He replied, “You have so many beautiful beaches in the Philippines! You don’t go to the beach?” It proved to be an interesting conversation, hearing how a foreigner sees our country. For the record, I do go to the beach (hello, taga Zambales ata ako… sort of). I just can’t swim really well.
Pictures were taken as all good tourists do, and we were laughing and having a pretty good time despite being wet. Like I said, it was truly an experience that can’t quite be put into words (unless perhaps you’re a better writer than I am, hehe).
Going back up is another adventure. If going in the cave filled you with anticipation and slight fear, the trek back out will frustrate you because though it’s faster, it is more tiring. Hey, we all find it easier to go down the stairs than up right? It’s quite like that.
I mentioned the part where we had the guide help us go down. Obviously, they had to help us go up. So Pid pulled himself halfway up like Spiderman. Grabbing hold of a small outcropping rock, we climbed and used his knee as a footrest. Good thing Tito Romy was already up there to help us climb. It was quite dangerous as Pid could slip at anytime, and that one could hit their head on the outcropping rock. I think someone did.
Another interesting part was how to get back up a very steep area we had the guides help up climb down. Called the King’s Curtain, it was about six feet high, and there was no way we could climb back up as it was so smooth. Earlier I had spotted a rope tied to a huge rock and that was what we were going to use to climb up.
Feeling confident, I went first. It wasn’t as bad as I thought, but my arms surely ached the day after. I climbed up, pulling my weight and using my legs to reach the top. Once there, I raised my arms like boxing winners do. It was so cool, even it was exhausting.
We all made our way up the rope, then up the other rocks then up the limestone stairs that was coated with bat poop. Then we climbed up the long staircase that was carved at the entrance. By the time we reached the top, we were breathing heavily and our stomachs rumbling for food. None of us had any breakfast whatsoever.
We waited for our van to arrive, then Pid took us to see some more coffins. Presea and I wanted to try Lemon House, and everyone decided to go along.
Another food trip
Like most of the houses and establishments in Sagada, the outside of Lemon House was unremarkable. But stepping inside, you’ll be greeted by wood paneled walls, low chairs and tables set for intimate and casual dining. Menu wise, they didn’t seem to have much to offer, but we were there for the pies and nothing else.
Lemon pies with a choice of coffee or tea was ordered. We even managed to go to the back of the house to wash our hands. I saw some beautiful wood furniture that I would love to have at home, and the whole house smelled nicely of pine. It was the owner, Joseph Daoas, who took our orders and chatted a bit about his business and home.

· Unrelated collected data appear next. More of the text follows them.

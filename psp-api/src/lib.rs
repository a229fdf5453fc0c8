#![deny(clippy::print_stdout, clippy::print_stderr)]

//! The blessed entry point into the PSP core. Everything a host application
//! needs goes through [`Psp`]: committing payroll batches, executing
//! payments, ingesting settlement feeds, and handling provider callbacks.

mod facade;
mod health;
mod telemetry;

pub use crate::facade::CallbackResult;
pub use crate::facade::CallbackStatus;
pub use crate::facade::CommitResult;
pub use crate::facade::CommitStatus;
pub use crate::facade::ExecutePaymentsRequest;
pub use crate::facade::ExecuteResult;
pub use crate::facade::ExecuteStatus;
pub use crate::facade::ExecutionFailure;
pub use crate::facade::IngestResult;
pub use crate::facade::IngestStatus;
pub use crate::facade::PayrollBatch;
pub use crate::facade::PayrollItem;
pub use crate::facade::Psp;
pub use crate::facade::PspConfig;
pub use crate::facade::PspError;
pub use crate::facade::PspResult;
pub use crate::health::AccountBalanceIssue;
pub use crate::health::DailyHealth;
pub use crate::telemetry::PspTelemetry;
pub use crate::telemetry::TelemetryCounters;
#[tokio::test]
async fn strict_commit_gate_blocks_an_underfunded_batch() {
    let world = world_with(PspConfig {
        commit_gate_strict: true,
        ..PspConfig::default()
    })
    .await;
    fund(&world, "10000").await;

    let batch = batch_of(
        &world,
        vec![
            employee_item("5000"),
            employee_item("5000"),
            employee_item("5000"),
        ],
        "run-2025-03-14",
    );

    let commit = world
        .psp
        .commit_payroll_batch(&batch)
        .await
        .expect("commit");
    assert_eq!(commit.status, CommitStatus::BlockedFunds);
    assert_eq!(commit.reservation_id, None);
    assert_eq!(commit.approved_count, 0);
    assert_eq!(commit.blocked_count, 3);
    assert!(commit.block_reason.expect("reason").contains("Required"));

    // No reservation, no ledger movement.
    let balance = funding_balance(&world).await;
    assert_eq!(balance.available, money("10000"));
    assert_eq!(balance.reserved, Money::zero());

    assert_eq!(
        event_type_count(&world, "FundingInsufficientFunds").await,
        1
    );
    let events = world
        .psp
        .events()
        .get_by_correlation(commit.correlation_id, Some(world.tenant_id))
        .await
        .expect("events");
    let blocked = events
        .iter()
        .find(|event| event.event_type == "FundingInsufficientFunds")
        .expect("insufficient funds event");
    assert_eq!(blocked.payload["shortfall"], "5000.0000");
}

#[tokio::test]
async fn a_returned_settlement_reverses_and_classifies_liability() {
    let world = world().await;
    fund(&world, "50000").await;

    let batch = batch_of(
        &world,
        vec![
            employee_item("5000"),
            employee_item("5000"),
            employee_item("5000"),
        ],
        "run-2025-03-14",
    );
    let commit = world
        .psp
        .commit_payroll_batch(&batch)
        .await
        .expect("commit");
    world
        .psp
        .execute_payments(execute_request(&world, &batch, commit.reservation_id))
        .await
        .expect("execute");
    world
        .psp
        .ingest_settlement_feed(
            world.tenant_id,
            world.bank_account_id,
            "ach",
            vec![
                settled_record(&trace(1), "5000"),
                settled_record(&trace(2), "5000"),
                settled_record(&trace(3), "5000"),
            ],
        )
        .await
        .expect("ingest");
    assert_eq!(funding_balance(&world).await.available, money("35000"));

    // The third payment bounces days later with an R01.
    let ingest = world
        .psp
        .ingest_settlement_feed(
            world.tenant_id,
            world.bank_account_id,
            "ach",
            vec![returned_record(&trace(3), "5000", "R01")],
        )
        .await
        .expect("ingest return");
    assert_eq!(ingest.status, IngestStatus::Success);
    assert_eq!(ingest.records_matched, 1);

    // One reversal for exactly the settled amount.
    assert_eq!(funding_balance(&world).await.available, money("40000"));

    let instruction = world
        .psp
        .instructions()
        .instruction_for_provider_request_id(&trace(3))
        .await
        .expect("lookup")
        .expect("instruction");
    assert_eq!(instruction.status, InstructionStatus::Reversed);

    let pending = world
        .psp
        .liability()
        .pending_liabilities(world.tenant_id, None, 10)
        .await
        .expect("pending liabilities");
    assert_eq!(pending.len(), 1);
    assert_eq!(pending[0].error_origin, ErrorOrigin::Recipient);
    assert_eq!(pending[0].liability_party, LiabilityParty::Employer);
    assert_eq!(pending[0].recovery_path, RecoveryPath::OffsetFuture);
    assert_eq!(pending[0].loss_amount, money("5000"));

    assert_eq!(event_type_count(&world, "PaymentReturned").await, 1);
    assert_eq!(event_type_count(&world, "LiabilityClassified").await, 1);

    // Replaying the same return feed adds nothing.
    world
        .psp
        .ingest_settlement_feed(
            world.tenant_id,
            world.bank_account_id,
            "ach",
            vec![returned_record(&trace(3), "5000", "R01")],
        )
        .await
        .expect("replay ingest");
    assert_eq!(funding_balance(&world).await.available, money("40000"));
    let pending = world
        .psp
        .liability()
        .pending_liabilities(world.tenant_id, None, 10)
        .await
        .expect("pending liabilities");
    assert_eq!(pending.len(), 1);
}

#[tokio::test]
async fn retrying_a_partially_failed_batch_only_resubmits_the_failure() {
    let world = world().await;
    fund(&world, "50000").await;

    let batch = batch_of(
        &world,
        vec![
            employee_item("5000"),
            employee_item("5000"),
            employee_item("5000"),
        ],
        "run-2025-03-14",
    );
    let commit = world
        .psp
        .commit_payroll_batch(&batch)
        .await
        .expect("commit");
    let reservation_id = commit.reservation_id.expect("reservation");

    // The third item's submission dies in transit.
    let third_key = format!(
        "{}:{}:employee_net",
        batch.batch_id, batch.items[2].payee_ref_id
    );
    world.provider.error_key(&third_key, "rail timeout");

    let first_run = world
        .psp
        .execute_payments(execute_request(&world, &batch, Some(reservation_id)))
        .await
        .expect("first execute");
    assert_eq!(first_run.status, ExecuteStatus::Partial);
    assert_eq!(first_run.submitted_count, 2);
    assert_eq!(first_run.failed_count, 1);
    assert_eq!(
        first_run.failures[0].payee_ref_id,
        Some(batch.items[2].payee_ref_id)
    );

    // Partial success leaves the hold in place.
    assert_eq!(funding_balance(&world).await.reserved, money("15000"));

    world.provider.clear_error(&third_key);
    let retry = world
        .psp
        .execute_payments(execute_request(&world, &batch, Some(reservation_id)))
        .await
        .expect("retry execute");
    assert_eq!(retry.status, ExecuteStatus::Success);
    assert_eq!(retry.submitted_count, 3);
    assert_eq!(retry.failed_count, 0);

    // Items 1 and 2 were not re-created or re-submitted.
    assert_eq!(event_type_count(&world, "PaymentInstructionCreated").await, 3);
    assert_eq!(event_type_count(&world, "PaymentSubmitted").await, 3);

    // No duplicate companion entries: net pay payable carries exactly the
    // batch total.
    let ledger = world.psp.ledger();
    let net_pay = ledger
        .get_or_create_account(
            world.tenant_id,
            world.legal_entity_id,
            LedgerAccountType::ClientNetPayPayable,
            "USD",
        )
        .await
        .expect("net pay account");
    let balance = ledger
        .get_balance(world.tenant_id, net_pay)
        .await
        .expect("balance");
    assert_eq!(balance.available, Money::zero() - money("15000"));

    // Retry completed the batch, so the reservation is now consumed.
    assert_eq!(funding_balance(&world).await.reserved, Money::zero());
}
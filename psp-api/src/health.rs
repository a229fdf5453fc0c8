use chrono::Duration;
use chrono::NaiveDate;
use chrono::Utc;
use psp_ledger::LedgerAccount;
use psp_ledger::LedgerAccountType;
use psp_ledger::Money;
use psp_ledger::Reservation;
use psp_ledger::TenantId;
use psp_ledger::LedgerService;
use psp_liability::LiabilityEvent;
use psp_orchestrator::InstructionStatus;
use psp_orchestrator::InstructionStore;
use psp_orchestrator::PaymentInstruction;
use psp_reconcile::SettlementEvent;
use psp_reconcile::SettlementStore;
use serde::Deserialize;
use serde::Serialize;
use uuid::Uuid;

use crate::facade::Psp;
use crate::facade::PspResult;

/// An account whose balance violates expectations (negative balances must
/// never happen; any hit here is an incident).
#[derive(Debug, Clone, PartialEq, Serialize, Deserialize)]
pub struct AccountBalanceIssue {
    pub account: LedgerAccount,
    pub available: Money,
}

/// The operator's daily triage view, assembled from the core's own queries.
#[derive(Debug, Clone, PartialEq, Serialize, Deserialize)]
pub struct DailyHealth {
    pub unmatched_settlements: Vec<SettlementEvent>,
    pub stuck_payments: Vec<PaymentInstruction>,
    pub negative_balances: Vec<AccountBalanceIssue>,
    pub pending_liabilities: Vec<LiabilityEvent>,
    pub expired_reservations: Vec<Reservation>,
    pub return_rate: f64,
}

impl Psp {
    /// Gathers the daily health report for one tenant and settlement
    /// account over a date window.
    pub async fn daily_health(
        &self,
        tenant_id: TenantId,
        bank_account_id: Uuid,
        window_start: NaiveDate,
        window_end: NaiveDate,
    ) -> PspResult<DailyHealth> {
        let now = Utc::now();

        let unmatched_settlements = self
            .settlements()
            .unmatched(bank_account_id, window_start, window_end, 100)
            .await?;

        // Anything non-terminal for more than a day needs a human.
        let stuck_payments = self
            .instructions()
            .non_terminal_older_than(tenant_id, now - Duration::hours(24))
            .await?;

        let ledger = self.ledger();
        let mut negative_balances = Vec::new();
        let mut expired_reservations = Vec::new();
        let reservation_ttl = Duration::hours(self.config().reservation_ttl_hours);
        let mut seen_entities = Vec::new();
        for account in ledger.accounts(tenant_id).await? {
            let balance = ledger.get_balance(tenant_id, account.id).await?;
            // Payable accounts run debit balances mid-cycle by design; a
            // negative funding clearing balance is the real incident.
            if account.account_type == LedgerAccountType::ClientFundingClearing
                && balance.available.is_negative()
            {
                negative_balances.push(AccountBalanceIssue {
                    account: account.clone(),
                    available: balance.available,
                });
            }
            if !seen_entities.contains(&account.legal_entity_id) {
                seen_entities.push(account.legal_entity_id);
                for reservation in ledger
                    .active_reservations(tenant_id, account.legal_entity_id)
                    .await?
                {
                    if reservation.created_at + reservation_ttl < now {
                        expired_reservations.push(reservation);
                    }
                }
            }
        }

        let pending_liabilities = self
            .liability()
            .pending_liabilities(tenant_id, None, 100)
            .await?;

        let mut settled = 0_usize;
        let mut reversed = 0_usize;
        for (status, count) in self.instructions().status_counts(tenant_id).await? {
            match status {
                InstructionStatus::Settled => settled += count,
                InstructionStatus::Reversed => reversed += count,
                _ => {}
            }
        }
        let terminal = settled + reversed;
        let return_rate = if terminal == 0 {
            0.0
        } else {
            reversed as f64 / terminal as f64
        };

        Ok(DailyHealth {
            unmatched_settlements,
            stuck_payments,
            negative_balances,
            pending_liabilities,
            expired_reservations,
            return_rate,
        })
    }
}
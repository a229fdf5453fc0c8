use std::sync::Arc;
use std::sync::Mutex;

use serde::Deserialize;
use serde::Serialize;

/// In-process operational counters for the facade. Cheap to clone; every
/// clone shares the same tallies.
#[derive(Debug, Clone, Default, Serialize, Deserialize)]
pub struct TelemetryCounters {
    pub batches_committed: usize,
    pub batches_blocked: usize,
    pub payments_submitted: usize,
    pub payments_failed: usize,
    pub payments_returned: usize,
    pub settlements_processed: usize,
    pub settlements_matched: usize,
    pub callbacks_processed: usize,
    pub callbacks_deduplicated: usize,
}

#[derive(Clone, Default)]
pub struct PspTelemetry {
    inner: Arc<Mutex<TelemetryCounters>>,
}

impl PspTelemetry {
    pub fn new() -> Self {
        Self::default()
    }

    fn bump(&self, update: impl FnOnce(&mut TelemetryCounters)) {
        if let Ok(mut counters) = self.inner.lock() {
            update(&mut counters);
        }
    }

    pub fn record_batch_committed(&self) {
        self.bump(|counters| counters.batches_committed += 1);
    }

    pub fn record_batch_blocked(&self) {
        self.bump(|counters| counters.batches_blocked += 1);
    }

    pub fn record_payment_submitted(&self) {
        self.bump(|counters| counters.payments_submitted += 1);
    }

    pub fn record_payment_failed(&self) {
        self.bump(|counters| counters.payments_failed += 1);
    }

    pub fn record_payment_returned(&self) {
        self.bump(|counters| counters.payments_returned += 1);
    }

    pub fn record_settlements(&self, processed: usize, matched: usize) {
        self.bump(|counters| {
            counters.settlements_processed += processed;
            counters.settlements_matched += matched;
        });
    }

    pub fn record_callback_processed(&self) {
        self.bump(|counters| counters.callbacks_processed += 1);
    }

    pub fn record_callback_deduplicated(&self) {
        self.bump(|counters| counters.callbacks_deduplicated += 1);
    }

    pub fn snapshot(&self) -> TelemetryCounters {
        self.inner
            .lock()
            .map(|counters| counters.clone())
            .unwrap_or_default()
    }
}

We settled in on the chairs and made ourselves at home. We took our time relaxing and getting to know each other more. Presea and I took emo pictures, while Sayuri and Andrew played with the very friendly kitten (I presume) the Daoas’s own. It was a funny creature. It loves being petted and stroked, and is content on sitting on our laps. He spent most of the time on Andrew’s lap and when it was time for the German to go, the kitten literally dug his claws into his shorts. When Andrew got the kitten off and onto the floor, it tried to jump back onto his lap. When the kitten realized that he couldn’t go there, he looked for the nearest available lap: Sayuri’s.
Finally, the discomfort of our damp clothes against the cold air had us getting up and going back to the resthouse. That was after a few minutes of debating how much each person had to pay for what we ate… as well as consuming several slices of lemon and egg pies.
I have to say, the pies there are amazing. It’s the first time I ever had lemon pie, topped with meringue and honey to boot. I don’t remember it being available in any of the restaurants I’ve been to, and if they were, it would be expensive. One slice here is P20 (P150 for the whole pie). Brewed coffee (which Mr. Daoas told me was barako) is P20 a cup. San ka pa? I love their place, it’s so homey and comfortable, I literally laid down on the floor for a few minutes, closed my eyes and savored the good feeling of exhaustion.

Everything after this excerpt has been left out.